**Work instructions**
In the records below, find the line holding "assert!(out.generations < 1000);" and the line holding "params.elitism = 0;". Set down both, with every line between them, exactly.

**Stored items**
══════════════════════════════

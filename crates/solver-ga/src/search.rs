use rand::Rng;
use rand_chacha::rand_core::SeedableRng;
use rand_chacha::ChaCha8Rng;
use rayon::prelude::*;
use sched_core::scoring::{compute_soft_scores, Scores};
use sched_core::{validate_params, Catalog, GaParams, Schedule, SolveError};
use serde::Serialize;
use tracing::{debug, info};

use crate::availability::Availability;
use crate::init::build_individual;
use crate::operators::{crossover, mutate};

const PHASE_INIT: u64 = 1;
const PHASE_BREED: u64 = 2;

/// Independent random stream for one unit of work. Every individual slot of
/// every generation draws from its own stream, so results do not depend on
/// how rayon schedules the work.
pub(crate) fn stream_rng(seed: u64, phase: u64, generation: u64, slot: u64) -> ChaCha8Rng {
    let s = seed
        ^ phase.wrapping_mul(0xD6E8_FEB8_6659_FD93)
        ^ generation.rotate_left(29).wrapping_mul(0x9E37_79B9_7F4A_7C15)
        ^ (slot.rotate_left(17)) ^ 0x9E37_79B1_85EB_CA87u64;
    ChaCha8Rng::seed_from_u64(s)
}

/// A schedule together with its evaluated scores.
#[derive(Clone, Debug)]
pub struct Individual {
    pub schedule: Schedule,
    pub scores: Scores,
    pub fitness: f64,
}

impl Individual {
    pub fn evaluate(catalog: &Catalog, params: &GaParams, schedule: Schedule) -> Self {
        let scores = compute_soft_scores(catalog, &schedule, &params.weights);
        let fitness = scores.fitness();
        Self {
            schedule,
            scores,
            fitness,
        }
    }
}

#[derive(Clone, Copy, Debug, PartialEq, Eq, Serialize)]
#[serde(rename_all = "snake_case")]
pub enum StopReason {
    Stagnated,
    GenerationLimit,
}

#[derive(Clone, Debug)]
pub struct SearchOutcome {
    pub best: Individual,
    pub generations: u32,
    pub stop_reason: StopReason,
    /// Best fitness of the initial population followed by one entry per generation.
    pub best_per_generation: Vec<f64>,
    pub init_restarts: u64,
    pub discarded_children: u64,
}

/// Picks the fittest of `k` individuals drawn uniformly with replacement.
/// Ties go to the earliest draw.
pub fn tournament<'p, R: Rng + ?Sized>(
    population: &'p [Individual],
    k: usize,
    rng: &mut R,
) -> &'p Individual {
    let mut best = &population[rng.gen_range(0..population.len())];
    for _ in 1..k {
        let c = &population[rng.gen_range(0..population.len())];
        if c.fitness > best.fitness {
            best = c;
        }
    }
    best
}

/// Index of the first individual with maximal fitness.
fn fittest(population: &[Individual]) -> usize {
    let mut best = 0;
    for (i, ind) in population.iter().enumerate().skip(1) {
        if ind.fitness > population[best].fitness {
            best = i;
        }
    }
    best
}

pub struct GeneticSearch<'a> {
    catalog: &'a Catalog,
    params: &'a GaParams,
}

impl<'a> GeneticSearch<'a> {
    pub fn new(catalog: &'a Catalog, params: &'a GaParams) -> Self {
        Self { catalog, params }
    }

    pub fn initial_population(&self) -> Result<(Vec<Individual>, u64), SolveError> {
        let av = Availability::new(self.catalog);
        let p = self.params;
        let built: Vec<(Schedule, u32)> = (0..p.population_size)
            .into_par_iter()
            .map(|i| {
                let mut rng = stream_rng(p.seed, PHASE_INIT, 0, i as u64);
                build_individual(&av, p.warmup_mutations, p.max_init_attempts, &mut rng)
            })
            .collect::<Result<_, _>>()?;

        let restarts = built.iter().map(|(_, r)| u64::from(*r)).sum();
        let population = built
            .into_par_iter()
            .map(|(s, _)| Individual::evaluate(self.catalog, p, s))
            .collect();
        Ok((population, restarts))
    }

    /// One child from two tournament winners, or `None` if it is invalid.
    fn breed<R: Rng + ?Sized>(
        &self,
        av: &Availability<'_>,
        population: &[Individual],
        rng: &mut R,
    ) -> Option<Individual> {
        let p = self.params;
        let a = tournament(population, p.tournament_size, rng);
        let b = tournament(population, p.tournament_size, rng);
        let mut child = crossover(&a.schedule, &b.schedule, rng);
        if rng.gen_bool(p.mutation_probability) {
            if let Some(m) = mutate(av, &child, rng) {
                child = m;
            }
        }
        child
            .is_valid()
            .then(|| Individual::evaluate(self.catalog, p, child))
    }

    /// Builds the next generation: elites first, then valid children in
    /// slot order. Returns it with the number of discarded children.
    pub fn next_generation(
        &self,
        population: &[Individual],
        generation: u32,
    ) -> (Vec<Individual>, u64) {
        let p = self.params;
        let av = Availability::new(self.catalog);

        let mut order: Vec<usize> = (0..population.len()).collect();
        order.sort_by(|&x, &y| population[y].fitness.total_cmp(&population[x].fitness));
        let mut next: Vec<Individual> = order
            .iter()
            .take(p.elitism)
            .map(|&i| population[i].clone())
            .collect();

        let mut discarded = 0u64;
        let mut slot = 0usize;
        while next.len() < p.population_size {
            let need = p.population_size - next.len();
            let batch: Vec<Option<Individual>> = (slot..slot + need)
                .into_par_iter()
                .map(|j| {
                    let mut rng = stream_rng(p.seed, PHASE_BREED, u64::from(generation), j as u64);
                    self.breed(&av, population, &mut rng)
                })
                .collect();
            slot += need;
            for child in batch {
                match child {
                    Some(c) => next.push(c),
                    None => discarded += 1,
                }
            }
        }
        (next, discarded)
    }

    /// Fails with [`SolveError::Invalid`] on unusable parameters before any
    /// work starts.
    pub fn run(&self) -> Result<SearchOutcome, SolveError> {
        let p = self.params;
        validate_params(p)?;
        info!(
            population = p.population_size,
            sessions = self.catalog.requirements().len(),
            seed = p.seed,
            "starting genetic search"
        );

        let (mut population, init_restarts) = self.initial_population()?;
        let mut best_per_generation = vec![population[fittest(&population)].fitness];

        let mut curr_best = 0.0f64;
        let mut same_best = 0u32;
        let mut generations = 0u32;
        let mut discarded_children = 0u64;

        while generations < p.max_generations && same_best < p.stagnation_limit {
            let (next, discarded) = self.next_generation(&population, generations);
            population = next;
            discarded_children += discarded;
            generations += 1;

            let best = population[fittest(&population)].fitness;
            best_per_generation.push(best);
            if best > curr_best {
                curr_best = best;
                same_best = 0;
            } else if best == curr_best {
                same_best += 1;
            }
            debug!(generation = generations, best, same_best, discarded, "generation done");
        }

        let stop_reason = if same_best >= p.stagnation_limit {
            StopReason::Stagnated
        } else {
            StopReason::GenerationLimit
        };
        let best = population.swap_remove(fittest(&population));
        info!(
            generations,
            ?stop_reason,
            fitness = best.fitness,
            objective = best.scores.objective,
            "genetic search finished"
        );

        Ok(SearchOutcome {
            best,
            generations,
            stop_reason,
            best_per_generation,
            init_restarts,
            discarded_children,
        })
    }
}

#[cfg(test)]
mod tests {
    use super::*;
    use crate::test_support::{catalog, rng, small_params};

    #[test]
    fn stream_rngs_differ_per_slot_and_generation() {
        let a: u64 = stream_rng(1, PHASE_BREED, 0, 0).gen();
        let b: u64 = stream_rng(1, PHASE_BREED, 0, 1).gen();
        let c: u64 = stream_rng(1, PHASE_BREED, 1, 0).gen();
        let d: u64 = stream_rng(1, PHASE_INIT, 0, 0).gen();
        let again: u64 = stream_rng(1, PHASE_BREED, 0, 0).gen();
        assert_eq!(a, again);
        assert!(a != b && a != c && a != d);
    }

    #[test]
    fn tournament_prefers_fitter_individuals() {
        let cat = catalog();
        let params = small_params(0);
        let search = GeneticSearch::new(&cat, &params);
        let (mut pop, _) = search.initial_population().unwrap();
        for (i, ind) in pop.iter_mut().enumerate() {
            ind.fitness = i as f64;
        }
        let mut r = rng(9);
        let winner = tournament(&pop, pop.len() * 50, &mut r);
        assert_eq!(winner.fitness, (pop.len() - 1) as f64);
        let single = tournament(&pop, 1, &mut r);
        assert!(single.fitness >= 0.0);
    }

    #[test]
    fn run_returns_valid_complete_schedule() {
        let cat = catalog();
        let params = small_params(17);
        let out = GeneticSearch::new(&cat, &params).run().unwrap();
        assert!(out.best.schedule.is_valid());
        assert!(out.best.schedule.is_complete());
        assert!(out.generations <= params.max_generations);
        assert_eq!(out.best_per_generation.len(), out.generations as usize + 1);
        let last = *out.best_per_generation.last().unwrap();
        assert_eq!(out.best.fitness, last);
    }

    #[test]
    fn best_fitness_never_regresses_with_elitism() {
        let cat = catalog();
        for seed in 0..4 {
            let params = small_params(seed);
            let out = GeneticSearch::new(&cat, &params).run().unwrap();
            for w in out.best_per_generation.windows(2) {
                assert!(w[1] >= w[0], "seed {seed}: {:?}", out.best_per_generation);
            }
        }
    }

    #[test]
    fn stagnation_stops_early() {
        let cat = catalog();
        let mut params = small_params(4);
        params.max_generations = 1000;
        params.stagnation_limit = 3;
        let out = GeneticSearch::new(&cat, &params).run().unwrap();
        assert_eq!(out.stop_reason, StopReason::Stagnated);
        assert!(out.generations < 1000);
    }

    #[test]
    fn generation_limit_is_respected() {
        let cat = catalog();
        let mut params = small_params(4);
        params.max_generations = 2;
        params.stagnation_limit = 100;
        let out = GeneticSearch::new(&cat, &params).run().unwrap();
        assert_eq!(out.generations, 2);
        assert_eq!(out.stop_reason, StopReason::GenerationLimit);
    }

    #[test]
    fn empty_population_is_rejected_not_indexed() {
        let cat = catalog();
        let mut params = small_params(1);
        params.population_size = 0;
        params.elitism = 0;
        let err = GeneticSearch::new(&cat, &params).run().unwrap_err();
        match err {
            SolveError::Invalid(e) => {
                assert_eq!(e.errors(), vec!["population_size must be positive".to_string()])
            }
            other => panic!("unexpected {other:?}"),
        }

        params.population_size = 6;
        params.tournament_size = 0;
        assert!(matches!(
            GeneticSearch::new(&cat, &params).run(),
            Err(SolveError::Invalid(_))
        ));
    }

    #[test]
    fn same_seed_same_result() {
        let cat = catalog();
        let params = small_params(23);
        let a = GeneticSearch::new(&cat, &params).run().unwrap();
        let b = GeneticSearch::new(&cat, &params).run().unwrap();
        assert_eq!(a.best.schedule, b.best.schedule);
        assert_eq!(a.best_per_generation, b.best_per_generation);
        assert_eq!(a.generations, b.generations);
    }
}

══════════════════════════════

**Answer section**
        assert!(out.generations < 1000);
    }

    #[test]
    fn generation_limit_is_respected() {
        let cat = catalog();
        let mut params = small_params(4);
        params.max_generations = 2;
        params.stagnation_limit = 100;
        let out = GeneticSearch::new(&cat, &params).run().unwrap();
        assert_eq!(out.generations, 2);
        assert_eq!(out.stop_reason, StopReason::GenerationLimit);
    }

    #[test]
    fn empty_population_is_rejected_not_indexed() {
        let cat = catalog();
        let mut params = small_params(1);
        params.population_size = 0;
        params.elitism = 0;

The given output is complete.